> Problem to solve: Go through the listing beneath and show each line containing the string "handler".

##### Supplied records

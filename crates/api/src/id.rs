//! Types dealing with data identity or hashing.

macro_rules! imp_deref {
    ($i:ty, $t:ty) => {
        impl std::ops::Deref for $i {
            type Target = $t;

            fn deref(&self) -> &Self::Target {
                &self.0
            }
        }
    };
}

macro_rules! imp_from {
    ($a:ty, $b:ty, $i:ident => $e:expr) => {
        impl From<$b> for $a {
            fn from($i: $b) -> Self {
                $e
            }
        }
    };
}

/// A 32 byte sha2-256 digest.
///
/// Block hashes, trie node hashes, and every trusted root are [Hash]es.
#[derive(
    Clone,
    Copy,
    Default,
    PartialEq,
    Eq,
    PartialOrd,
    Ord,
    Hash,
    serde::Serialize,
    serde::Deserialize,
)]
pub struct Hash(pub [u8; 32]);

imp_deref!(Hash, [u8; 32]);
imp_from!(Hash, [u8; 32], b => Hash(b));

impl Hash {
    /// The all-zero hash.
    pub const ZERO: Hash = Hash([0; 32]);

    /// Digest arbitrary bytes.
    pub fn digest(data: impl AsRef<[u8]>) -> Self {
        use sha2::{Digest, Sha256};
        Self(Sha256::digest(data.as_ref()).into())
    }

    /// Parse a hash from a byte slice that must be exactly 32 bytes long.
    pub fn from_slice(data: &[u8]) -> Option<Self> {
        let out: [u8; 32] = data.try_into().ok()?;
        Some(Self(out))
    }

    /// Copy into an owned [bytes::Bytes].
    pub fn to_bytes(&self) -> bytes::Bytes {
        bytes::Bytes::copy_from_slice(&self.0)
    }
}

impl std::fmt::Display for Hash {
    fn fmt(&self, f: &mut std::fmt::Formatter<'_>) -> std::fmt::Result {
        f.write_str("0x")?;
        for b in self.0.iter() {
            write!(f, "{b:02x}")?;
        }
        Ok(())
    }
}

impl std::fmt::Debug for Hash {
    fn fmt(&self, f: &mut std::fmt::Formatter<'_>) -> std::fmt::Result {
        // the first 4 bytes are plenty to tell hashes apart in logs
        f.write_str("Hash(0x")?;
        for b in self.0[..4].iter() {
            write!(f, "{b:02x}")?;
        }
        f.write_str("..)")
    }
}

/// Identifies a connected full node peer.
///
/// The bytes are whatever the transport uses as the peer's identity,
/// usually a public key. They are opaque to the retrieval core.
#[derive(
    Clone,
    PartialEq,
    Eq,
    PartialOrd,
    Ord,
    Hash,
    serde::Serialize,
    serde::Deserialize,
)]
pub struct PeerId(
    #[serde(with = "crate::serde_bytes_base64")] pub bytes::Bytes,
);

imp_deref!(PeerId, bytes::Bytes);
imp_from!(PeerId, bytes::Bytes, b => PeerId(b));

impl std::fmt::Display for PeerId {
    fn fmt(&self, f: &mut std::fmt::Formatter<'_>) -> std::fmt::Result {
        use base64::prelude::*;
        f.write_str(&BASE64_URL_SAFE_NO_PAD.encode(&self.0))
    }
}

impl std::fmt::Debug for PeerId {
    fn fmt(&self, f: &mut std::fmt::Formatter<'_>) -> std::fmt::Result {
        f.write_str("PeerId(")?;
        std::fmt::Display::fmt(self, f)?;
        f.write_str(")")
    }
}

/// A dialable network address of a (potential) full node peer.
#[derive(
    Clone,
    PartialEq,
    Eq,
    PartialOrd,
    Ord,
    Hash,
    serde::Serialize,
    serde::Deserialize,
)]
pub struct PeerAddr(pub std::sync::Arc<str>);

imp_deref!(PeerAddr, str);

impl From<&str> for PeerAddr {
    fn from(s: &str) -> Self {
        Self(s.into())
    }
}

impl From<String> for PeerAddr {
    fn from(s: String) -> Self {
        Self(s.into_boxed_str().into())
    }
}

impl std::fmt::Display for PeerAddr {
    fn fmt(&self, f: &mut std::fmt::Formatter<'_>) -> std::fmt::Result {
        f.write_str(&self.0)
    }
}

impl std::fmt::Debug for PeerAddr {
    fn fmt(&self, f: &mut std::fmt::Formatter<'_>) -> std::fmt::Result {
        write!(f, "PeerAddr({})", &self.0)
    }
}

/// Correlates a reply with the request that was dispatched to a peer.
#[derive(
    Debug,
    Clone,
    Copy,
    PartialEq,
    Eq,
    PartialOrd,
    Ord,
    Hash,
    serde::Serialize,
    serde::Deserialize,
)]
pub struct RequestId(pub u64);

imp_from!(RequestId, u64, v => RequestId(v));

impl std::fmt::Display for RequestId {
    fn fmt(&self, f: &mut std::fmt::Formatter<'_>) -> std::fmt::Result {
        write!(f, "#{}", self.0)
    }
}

##########
##### Supplied records

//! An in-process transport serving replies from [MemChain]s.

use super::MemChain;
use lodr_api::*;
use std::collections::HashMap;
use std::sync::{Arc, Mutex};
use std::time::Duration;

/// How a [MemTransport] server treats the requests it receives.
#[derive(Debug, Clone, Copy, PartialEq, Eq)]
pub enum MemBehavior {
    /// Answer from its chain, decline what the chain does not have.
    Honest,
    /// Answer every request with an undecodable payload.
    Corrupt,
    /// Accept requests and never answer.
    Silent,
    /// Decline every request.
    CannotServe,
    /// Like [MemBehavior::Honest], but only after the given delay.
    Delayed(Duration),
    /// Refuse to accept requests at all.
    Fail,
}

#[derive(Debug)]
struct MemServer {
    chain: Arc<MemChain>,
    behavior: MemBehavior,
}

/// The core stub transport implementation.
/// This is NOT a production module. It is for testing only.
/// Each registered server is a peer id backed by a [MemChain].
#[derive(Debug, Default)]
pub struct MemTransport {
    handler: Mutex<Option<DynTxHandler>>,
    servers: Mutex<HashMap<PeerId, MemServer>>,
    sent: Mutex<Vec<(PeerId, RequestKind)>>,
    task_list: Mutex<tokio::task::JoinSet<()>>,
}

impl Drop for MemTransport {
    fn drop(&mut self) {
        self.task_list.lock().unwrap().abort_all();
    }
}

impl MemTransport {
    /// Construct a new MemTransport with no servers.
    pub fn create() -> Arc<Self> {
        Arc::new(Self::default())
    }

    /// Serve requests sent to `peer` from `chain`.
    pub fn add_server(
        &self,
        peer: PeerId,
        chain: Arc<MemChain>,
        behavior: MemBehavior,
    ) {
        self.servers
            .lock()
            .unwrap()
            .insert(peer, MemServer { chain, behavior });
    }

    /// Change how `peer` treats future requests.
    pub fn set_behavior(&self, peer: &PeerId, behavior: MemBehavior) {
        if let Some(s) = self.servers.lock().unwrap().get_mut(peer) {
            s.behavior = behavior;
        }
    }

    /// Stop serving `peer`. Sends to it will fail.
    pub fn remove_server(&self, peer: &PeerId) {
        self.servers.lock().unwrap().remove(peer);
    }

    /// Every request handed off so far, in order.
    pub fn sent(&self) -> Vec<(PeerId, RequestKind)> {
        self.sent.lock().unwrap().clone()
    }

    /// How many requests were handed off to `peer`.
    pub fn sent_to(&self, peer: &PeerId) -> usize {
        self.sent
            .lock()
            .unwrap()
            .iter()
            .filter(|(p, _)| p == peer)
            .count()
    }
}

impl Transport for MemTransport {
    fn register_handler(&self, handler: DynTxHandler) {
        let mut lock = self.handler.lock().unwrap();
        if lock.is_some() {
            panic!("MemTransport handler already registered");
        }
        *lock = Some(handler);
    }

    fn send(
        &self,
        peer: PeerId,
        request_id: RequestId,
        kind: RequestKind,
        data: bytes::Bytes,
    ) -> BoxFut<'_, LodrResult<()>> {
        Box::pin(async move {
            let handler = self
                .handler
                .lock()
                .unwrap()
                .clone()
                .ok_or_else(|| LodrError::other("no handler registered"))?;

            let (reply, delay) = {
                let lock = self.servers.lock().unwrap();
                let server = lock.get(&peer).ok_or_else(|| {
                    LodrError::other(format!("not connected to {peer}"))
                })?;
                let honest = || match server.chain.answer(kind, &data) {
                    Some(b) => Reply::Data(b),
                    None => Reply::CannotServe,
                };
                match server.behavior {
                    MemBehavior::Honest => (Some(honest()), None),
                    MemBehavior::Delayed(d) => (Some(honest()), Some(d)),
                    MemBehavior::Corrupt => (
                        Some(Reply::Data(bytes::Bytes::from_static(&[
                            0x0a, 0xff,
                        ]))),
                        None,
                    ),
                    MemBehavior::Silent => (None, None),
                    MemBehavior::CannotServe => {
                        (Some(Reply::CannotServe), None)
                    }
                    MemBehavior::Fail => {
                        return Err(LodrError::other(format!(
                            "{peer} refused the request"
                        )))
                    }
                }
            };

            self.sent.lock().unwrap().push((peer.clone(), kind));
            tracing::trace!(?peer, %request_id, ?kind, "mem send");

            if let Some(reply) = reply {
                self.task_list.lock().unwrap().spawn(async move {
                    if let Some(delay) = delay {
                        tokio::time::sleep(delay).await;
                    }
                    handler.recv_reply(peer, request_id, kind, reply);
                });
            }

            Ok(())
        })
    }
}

##########

> Result for this task:
    handler: Mutex<Option<DynTxHandler>>,
    fn register_handler(&self, handler: DynTxHandler) {
        let mut lock = self.handler.lock().unwrap();
            panic!("MemTransport handler already registered");
        *lock = Some(handler);
            let handler = self
                .handler
                .ok_or_else(|| LodrError::other("no handler registered"))?;
                    handler.recv_reply(peer, request_id, kind, reply);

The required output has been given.